Work item – Of the entries below, copy only those lines that contain the word "derive".

Source data –

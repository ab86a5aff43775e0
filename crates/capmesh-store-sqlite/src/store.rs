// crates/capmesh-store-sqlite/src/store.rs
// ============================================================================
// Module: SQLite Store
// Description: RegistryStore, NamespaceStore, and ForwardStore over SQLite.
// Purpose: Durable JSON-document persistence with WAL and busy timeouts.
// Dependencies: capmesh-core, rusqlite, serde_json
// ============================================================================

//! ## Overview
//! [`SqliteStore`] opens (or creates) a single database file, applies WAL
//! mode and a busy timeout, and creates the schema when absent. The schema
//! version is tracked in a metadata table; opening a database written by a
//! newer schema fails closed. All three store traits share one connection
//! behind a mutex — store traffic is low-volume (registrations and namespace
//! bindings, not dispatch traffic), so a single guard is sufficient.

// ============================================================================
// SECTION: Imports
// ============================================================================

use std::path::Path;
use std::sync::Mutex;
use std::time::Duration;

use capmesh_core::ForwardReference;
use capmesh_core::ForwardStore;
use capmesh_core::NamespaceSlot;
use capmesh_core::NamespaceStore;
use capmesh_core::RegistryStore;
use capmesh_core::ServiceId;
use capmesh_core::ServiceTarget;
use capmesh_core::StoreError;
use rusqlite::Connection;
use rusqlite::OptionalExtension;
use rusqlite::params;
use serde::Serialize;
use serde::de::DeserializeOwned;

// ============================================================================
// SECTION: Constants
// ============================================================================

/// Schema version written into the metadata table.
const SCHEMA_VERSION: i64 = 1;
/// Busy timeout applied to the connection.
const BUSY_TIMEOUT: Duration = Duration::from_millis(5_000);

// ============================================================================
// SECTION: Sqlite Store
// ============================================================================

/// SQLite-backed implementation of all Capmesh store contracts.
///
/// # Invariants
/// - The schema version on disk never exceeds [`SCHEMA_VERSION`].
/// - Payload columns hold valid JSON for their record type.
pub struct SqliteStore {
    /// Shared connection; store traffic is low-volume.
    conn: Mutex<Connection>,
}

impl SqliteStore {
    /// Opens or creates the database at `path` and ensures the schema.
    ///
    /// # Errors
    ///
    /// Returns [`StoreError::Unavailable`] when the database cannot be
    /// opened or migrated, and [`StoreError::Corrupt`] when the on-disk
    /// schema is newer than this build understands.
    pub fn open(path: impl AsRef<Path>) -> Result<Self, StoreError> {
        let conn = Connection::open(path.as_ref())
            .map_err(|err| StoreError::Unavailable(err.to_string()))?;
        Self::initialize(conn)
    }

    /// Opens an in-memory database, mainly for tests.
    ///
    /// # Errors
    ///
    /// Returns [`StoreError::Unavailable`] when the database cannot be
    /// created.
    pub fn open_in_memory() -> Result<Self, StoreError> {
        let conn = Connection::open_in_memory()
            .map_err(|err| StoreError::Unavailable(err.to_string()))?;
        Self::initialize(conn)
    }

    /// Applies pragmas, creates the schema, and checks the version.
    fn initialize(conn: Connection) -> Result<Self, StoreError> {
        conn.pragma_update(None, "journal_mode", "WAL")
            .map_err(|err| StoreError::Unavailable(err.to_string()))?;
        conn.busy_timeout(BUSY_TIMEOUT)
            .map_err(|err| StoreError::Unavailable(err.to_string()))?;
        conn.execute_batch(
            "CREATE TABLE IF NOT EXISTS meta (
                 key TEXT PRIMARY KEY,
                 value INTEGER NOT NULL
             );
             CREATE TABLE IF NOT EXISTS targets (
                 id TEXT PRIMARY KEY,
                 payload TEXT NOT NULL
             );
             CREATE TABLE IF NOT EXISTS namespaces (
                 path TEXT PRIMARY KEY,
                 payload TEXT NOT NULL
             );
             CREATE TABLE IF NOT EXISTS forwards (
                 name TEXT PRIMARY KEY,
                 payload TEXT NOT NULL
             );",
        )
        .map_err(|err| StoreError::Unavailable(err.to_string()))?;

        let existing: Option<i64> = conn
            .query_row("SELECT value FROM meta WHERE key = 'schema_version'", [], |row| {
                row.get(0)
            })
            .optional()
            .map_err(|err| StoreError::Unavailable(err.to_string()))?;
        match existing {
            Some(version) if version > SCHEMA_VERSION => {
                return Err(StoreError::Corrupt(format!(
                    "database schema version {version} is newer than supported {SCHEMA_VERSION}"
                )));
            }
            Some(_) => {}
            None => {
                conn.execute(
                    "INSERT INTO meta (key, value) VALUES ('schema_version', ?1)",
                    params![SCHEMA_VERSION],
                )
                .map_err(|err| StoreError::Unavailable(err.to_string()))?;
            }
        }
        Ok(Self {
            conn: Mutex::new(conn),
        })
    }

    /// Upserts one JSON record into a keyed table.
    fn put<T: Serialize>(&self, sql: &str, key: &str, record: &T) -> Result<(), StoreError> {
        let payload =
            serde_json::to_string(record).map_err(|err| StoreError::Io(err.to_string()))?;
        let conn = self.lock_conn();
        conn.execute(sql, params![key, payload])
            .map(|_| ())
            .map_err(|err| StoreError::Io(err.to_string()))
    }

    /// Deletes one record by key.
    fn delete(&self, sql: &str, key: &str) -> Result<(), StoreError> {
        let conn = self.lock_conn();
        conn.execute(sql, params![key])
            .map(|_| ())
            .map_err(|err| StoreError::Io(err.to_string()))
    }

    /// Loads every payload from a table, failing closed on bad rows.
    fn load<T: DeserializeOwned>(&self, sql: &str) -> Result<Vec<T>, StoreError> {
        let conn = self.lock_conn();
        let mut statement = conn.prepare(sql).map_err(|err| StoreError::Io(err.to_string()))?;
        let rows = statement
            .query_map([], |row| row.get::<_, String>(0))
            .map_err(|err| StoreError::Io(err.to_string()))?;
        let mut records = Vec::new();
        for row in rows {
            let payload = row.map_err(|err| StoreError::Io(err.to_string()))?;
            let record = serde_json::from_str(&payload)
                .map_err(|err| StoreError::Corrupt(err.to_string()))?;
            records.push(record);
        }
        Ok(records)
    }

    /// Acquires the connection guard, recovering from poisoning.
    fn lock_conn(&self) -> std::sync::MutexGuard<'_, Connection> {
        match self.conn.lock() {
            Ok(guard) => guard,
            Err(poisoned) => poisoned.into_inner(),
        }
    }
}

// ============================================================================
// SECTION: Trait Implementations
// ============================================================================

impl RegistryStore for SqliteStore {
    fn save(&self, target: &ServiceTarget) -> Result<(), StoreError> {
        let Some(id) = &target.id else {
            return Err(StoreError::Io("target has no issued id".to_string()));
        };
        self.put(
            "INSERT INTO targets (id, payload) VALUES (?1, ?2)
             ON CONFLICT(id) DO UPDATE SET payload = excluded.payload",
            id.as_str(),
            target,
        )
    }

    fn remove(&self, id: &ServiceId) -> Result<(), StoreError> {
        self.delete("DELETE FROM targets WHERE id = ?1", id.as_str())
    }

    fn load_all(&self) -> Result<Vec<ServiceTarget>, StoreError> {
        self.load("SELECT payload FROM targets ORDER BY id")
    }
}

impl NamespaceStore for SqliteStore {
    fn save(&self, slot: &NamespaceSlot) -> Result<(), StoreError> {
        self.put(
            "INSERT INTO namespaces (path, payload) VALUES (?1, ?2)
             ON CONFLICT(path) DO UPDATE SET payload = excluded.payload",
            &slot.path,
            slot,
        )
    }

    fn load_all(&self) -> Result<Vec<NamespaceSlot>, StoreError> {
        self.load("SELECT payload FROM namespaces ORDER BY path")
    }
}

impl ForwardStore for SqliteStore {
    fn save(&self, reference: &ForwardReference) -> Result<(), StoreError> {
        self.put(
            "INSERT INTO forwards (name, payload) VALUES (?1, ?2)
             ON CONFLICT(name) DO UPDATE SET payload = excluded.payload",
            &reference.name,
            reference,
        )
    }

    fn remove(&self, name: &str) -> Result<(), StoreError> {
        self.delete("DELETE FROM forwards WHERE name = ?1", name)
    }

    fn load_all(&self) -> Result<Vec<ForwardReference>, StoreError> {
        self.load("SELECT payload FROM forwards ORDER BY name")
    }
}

...

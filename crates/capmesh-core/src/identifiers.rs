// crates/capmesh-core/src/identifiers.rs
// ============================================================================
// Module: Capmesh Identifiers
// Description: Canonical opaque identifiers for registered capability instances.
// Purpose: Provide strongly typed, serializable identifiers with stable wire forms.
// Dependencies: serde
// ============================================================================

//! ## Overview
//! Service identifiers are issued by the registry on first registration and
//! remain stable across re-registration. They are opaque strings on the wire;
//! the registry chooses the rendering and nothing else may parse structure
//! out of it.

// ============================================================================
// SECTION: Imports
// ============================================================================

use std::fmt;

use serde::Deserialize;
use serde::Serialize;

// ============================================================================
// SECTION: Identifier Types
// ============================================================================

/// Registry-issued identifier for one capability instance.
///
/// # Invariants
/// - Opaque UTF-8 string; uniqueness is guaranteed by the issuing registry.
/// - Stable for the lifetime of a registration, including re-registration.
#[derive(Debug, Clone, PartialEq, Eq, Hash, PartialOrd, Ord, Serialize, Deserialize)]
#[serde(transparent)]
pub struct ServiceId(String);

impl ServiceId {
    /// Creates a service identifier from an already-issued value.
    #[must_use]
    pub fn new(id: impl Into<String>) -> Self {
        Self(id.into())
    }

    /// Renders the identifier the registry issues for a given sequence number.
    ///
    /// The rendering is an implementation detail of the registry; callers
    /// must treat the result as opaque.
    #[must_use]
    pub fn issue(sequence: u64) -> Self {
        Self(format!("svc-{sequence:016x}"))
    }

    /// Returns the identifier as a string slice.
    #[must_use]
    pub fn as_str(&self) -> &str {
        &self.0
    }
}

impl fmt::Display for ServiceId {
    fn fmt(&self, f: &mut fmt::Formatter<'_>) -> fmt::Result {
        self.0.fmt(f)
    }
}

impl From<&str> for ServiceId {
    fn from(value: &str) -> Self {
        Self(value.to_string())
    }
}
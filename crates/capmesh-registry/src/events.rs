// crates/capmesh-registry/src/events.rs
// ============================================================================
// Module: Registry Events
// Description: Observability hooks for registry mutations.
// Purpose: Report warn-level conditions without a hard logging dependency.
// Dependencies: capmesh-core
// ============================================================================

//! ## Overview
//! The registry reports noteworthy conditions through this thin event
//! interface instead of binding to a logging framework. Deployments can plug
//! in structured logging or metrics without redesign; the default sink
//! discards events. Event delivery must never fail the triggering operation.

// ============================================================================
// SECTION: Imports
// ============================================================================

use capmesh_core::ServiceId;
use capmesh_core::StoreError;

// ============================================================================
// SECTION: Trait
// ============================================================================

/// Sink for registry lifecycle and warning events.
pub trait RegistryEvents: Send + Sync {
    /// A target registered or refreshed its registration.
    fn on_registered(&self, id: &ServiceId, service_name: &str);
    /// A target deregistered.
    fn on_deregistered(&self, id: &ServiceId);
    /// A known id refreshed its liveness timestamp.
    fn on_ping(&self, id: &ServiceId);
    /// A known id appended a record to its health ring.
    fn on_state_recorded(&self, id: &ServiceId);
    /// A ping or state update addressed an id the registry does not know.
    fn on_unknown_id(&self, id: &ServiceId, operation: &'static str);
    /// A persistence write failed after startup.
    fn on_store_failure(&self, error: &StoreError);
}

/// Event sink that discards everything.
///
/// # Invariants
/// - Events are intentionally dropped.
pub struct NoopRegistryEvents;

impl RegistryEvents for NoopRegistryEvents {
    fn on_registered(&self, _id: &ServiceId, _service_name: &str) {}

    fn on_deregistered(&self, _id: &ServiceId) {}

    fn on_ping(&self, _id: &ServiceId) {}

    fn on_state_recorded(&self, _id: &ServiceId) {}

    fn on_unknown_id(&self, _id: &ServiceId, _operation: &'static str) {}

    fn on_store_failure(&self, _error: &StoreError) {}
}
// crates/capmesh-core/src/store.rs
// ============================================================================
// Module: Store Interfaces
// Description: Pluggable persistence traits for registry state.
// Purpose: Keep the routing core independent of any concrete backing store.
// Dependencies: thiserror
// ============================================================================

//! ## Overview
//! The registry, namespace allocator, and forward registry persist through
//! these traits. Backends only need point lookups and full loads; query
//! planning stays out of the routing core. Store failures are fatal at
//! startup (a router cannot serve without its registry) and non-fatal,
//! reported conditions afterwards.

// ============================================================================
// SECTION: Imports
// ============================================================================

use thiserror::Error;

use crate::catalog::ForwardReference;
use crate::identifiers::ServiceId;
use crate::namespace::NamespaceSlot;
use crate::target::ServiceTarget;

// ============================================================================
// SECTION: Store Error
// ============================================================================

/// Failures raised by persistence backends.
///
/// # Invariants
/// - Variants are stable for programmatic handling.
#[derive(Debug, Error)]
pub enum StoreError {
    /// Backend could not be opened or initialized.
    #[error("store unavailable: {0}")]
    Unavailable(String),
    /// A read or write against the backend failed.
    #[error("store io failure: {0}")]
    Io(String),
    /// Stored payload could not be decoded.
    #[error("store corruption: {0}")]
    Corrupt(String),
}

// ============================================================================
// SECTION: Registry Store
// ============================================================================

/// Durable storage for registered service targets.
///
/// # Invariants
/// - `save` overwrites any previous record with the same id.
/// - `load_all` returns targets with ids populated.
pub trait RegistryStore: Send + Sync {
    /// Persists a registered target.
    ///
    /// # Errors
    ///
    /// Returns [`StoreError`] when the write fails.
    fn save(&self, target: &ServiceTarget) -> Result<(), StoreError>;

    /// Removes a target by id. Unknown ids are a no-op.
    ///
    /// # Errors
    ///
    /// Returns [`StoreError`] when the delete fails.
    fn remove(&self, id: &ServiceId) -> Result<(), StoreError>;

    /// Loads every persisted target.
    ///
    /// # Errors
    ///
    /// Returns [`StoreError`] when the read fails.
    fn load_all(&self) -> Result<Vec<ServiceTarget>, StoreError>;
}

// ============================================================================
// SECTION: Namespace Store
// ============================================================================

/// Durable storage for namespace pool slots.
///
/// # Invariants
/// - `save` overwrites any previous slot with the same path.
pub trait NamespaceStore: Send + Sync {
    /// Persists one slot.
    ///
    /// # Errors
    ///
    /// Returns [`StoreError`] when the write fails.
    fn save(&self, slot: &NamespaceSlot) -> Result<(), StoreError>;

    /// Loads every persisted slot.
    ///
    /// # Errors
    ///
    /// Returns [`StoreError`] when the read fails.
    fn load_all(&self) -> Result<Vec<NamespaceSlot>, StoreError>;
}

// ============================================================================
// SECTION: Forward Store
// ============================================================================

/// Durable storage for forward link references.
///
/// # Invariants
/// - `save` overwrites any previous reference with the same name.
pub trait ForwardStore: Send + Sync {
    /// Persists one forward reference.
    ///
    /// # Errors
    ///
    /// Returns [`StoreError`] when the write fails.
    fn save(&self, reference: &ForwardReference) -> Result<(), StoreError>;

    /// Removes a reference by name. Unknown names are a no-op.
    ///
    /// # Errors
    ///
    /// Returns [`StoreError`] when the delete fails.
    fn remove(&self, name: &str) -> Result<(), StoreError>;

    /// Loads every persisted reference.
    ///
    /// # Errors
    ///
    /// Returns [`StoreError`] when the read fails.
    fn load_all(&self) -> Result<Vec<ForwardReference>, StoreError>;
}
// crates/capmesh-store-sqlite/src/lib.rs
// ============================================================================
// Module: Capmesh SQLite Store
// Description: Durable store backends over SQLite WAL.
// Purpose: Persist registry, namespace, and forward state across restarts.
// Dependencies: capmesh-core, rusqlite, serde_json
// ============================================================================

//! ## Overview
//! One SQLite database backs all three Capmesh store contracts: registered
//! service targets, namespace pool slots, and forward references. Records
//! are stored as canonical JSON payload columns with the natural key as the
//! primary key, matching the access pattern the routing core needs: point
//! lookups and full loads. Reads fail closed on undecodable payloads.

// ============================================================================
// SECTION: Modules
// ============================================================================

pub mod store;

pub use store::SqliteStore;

==

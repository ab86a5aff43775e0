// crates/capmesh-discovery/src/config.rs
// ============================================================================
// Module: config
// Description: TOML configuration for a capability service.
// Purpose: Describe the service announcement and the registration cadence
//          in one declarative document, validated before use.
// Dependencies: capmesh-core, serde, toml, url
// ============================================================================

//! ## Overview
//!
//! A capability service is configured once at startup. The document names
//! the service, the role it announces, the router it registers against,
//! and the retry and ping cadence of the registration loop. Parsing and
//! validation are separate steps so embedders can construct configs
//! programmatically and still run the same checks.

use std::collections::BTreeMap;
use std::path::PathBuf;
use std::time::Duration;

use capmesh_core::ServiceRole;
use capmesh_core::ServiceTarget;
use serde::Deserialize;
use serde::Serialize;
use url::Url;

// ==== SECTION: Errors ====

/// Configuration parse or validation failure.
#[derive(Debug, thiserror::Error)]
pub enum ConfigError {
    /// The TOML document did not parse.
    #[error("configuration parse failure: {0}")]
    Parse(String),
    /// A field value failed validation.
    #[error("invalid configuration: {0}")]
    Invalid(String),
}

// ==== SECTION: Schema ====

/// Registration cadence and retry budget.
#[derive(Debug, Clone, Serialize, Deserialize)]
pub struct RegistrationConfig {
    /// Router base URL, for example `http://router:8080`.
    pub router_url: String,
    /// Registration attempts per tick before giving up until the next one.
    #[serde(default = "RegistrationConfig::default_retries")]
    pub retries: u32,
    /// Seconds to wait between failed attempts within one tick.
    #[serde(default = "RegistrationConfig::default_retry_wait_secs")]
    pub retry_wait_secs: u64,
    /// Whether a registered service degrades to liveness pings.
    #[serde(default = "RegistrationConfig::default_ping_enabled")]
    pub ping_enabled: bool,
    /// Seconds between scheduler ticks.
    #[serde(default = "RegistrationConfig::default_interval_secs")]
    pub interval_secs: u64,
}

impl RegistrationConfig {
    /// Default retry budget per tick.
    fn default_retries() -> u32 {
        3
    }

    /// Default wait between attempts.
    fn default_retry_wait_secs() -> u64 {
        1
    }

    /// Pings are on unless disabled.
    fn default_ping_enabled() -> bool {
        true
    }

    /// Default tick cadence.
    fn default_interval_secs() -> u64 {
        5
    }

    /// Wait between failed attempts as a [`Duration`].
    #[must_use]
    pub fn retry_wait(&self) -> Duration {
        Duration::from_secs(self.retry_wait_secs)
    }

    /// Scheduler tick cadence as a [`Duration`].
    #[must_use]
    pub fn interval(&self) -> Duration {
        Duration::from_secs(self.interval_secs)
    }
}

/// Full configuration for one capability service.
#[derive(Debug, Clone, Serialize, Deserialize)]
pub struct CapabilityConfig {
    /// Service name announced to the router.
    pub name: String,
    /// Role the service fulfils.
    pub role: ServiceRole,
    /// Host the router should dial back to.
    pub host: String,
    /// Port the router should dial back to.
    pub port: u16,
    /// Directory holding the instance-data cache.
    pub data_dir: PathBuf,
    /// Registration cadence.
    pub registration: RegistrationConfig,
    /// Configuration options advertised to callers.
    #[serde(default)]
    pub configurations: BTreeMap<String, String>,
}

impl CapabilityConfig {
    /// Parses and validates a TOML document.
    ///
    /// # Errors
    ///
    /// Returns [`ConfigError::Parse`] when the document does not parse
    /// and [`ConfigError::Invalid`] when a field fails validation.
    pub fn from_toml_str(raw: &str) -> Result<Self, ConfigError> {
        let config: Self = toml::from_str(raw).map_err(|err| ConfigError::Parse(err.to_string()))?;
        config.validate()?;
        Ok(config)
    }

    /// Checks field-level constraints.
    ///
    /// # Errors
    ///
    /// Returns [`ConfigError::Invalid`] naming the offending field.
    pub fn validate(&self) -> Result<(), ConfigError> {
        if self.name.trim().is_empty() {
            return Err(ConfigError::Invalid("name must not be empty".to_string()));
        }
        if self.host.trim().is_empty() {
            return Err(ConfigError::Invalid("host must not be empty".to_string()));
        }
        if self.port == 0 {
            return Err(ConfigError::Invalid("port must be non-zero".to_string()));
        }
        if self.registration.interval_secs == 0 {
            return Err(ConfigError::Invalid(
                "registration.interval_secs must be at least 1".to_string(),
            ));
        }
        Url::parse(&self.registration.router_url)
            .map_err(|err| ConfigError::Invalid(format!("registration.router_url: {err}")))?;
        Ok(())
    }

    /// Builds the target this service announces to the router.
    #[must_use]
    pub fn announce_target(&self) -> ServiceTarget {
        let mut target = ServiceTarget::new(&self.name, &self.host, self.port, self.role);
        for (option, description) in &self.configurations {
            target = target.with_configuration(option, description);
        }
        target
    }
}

Answer to this exercise –
#[derive(Debug, Clone, PartialEq, Eq, Hash, PartialOrd, Ord, Serialize, Deserialize)]
#[derive(Debug, Error)]
#[derive(Debug, thiserror::Error)]
#[derive(Debug, Clone, Serialize, Deserialize)]
#[derive(Debug, Clone, Serialize, Deserialize)]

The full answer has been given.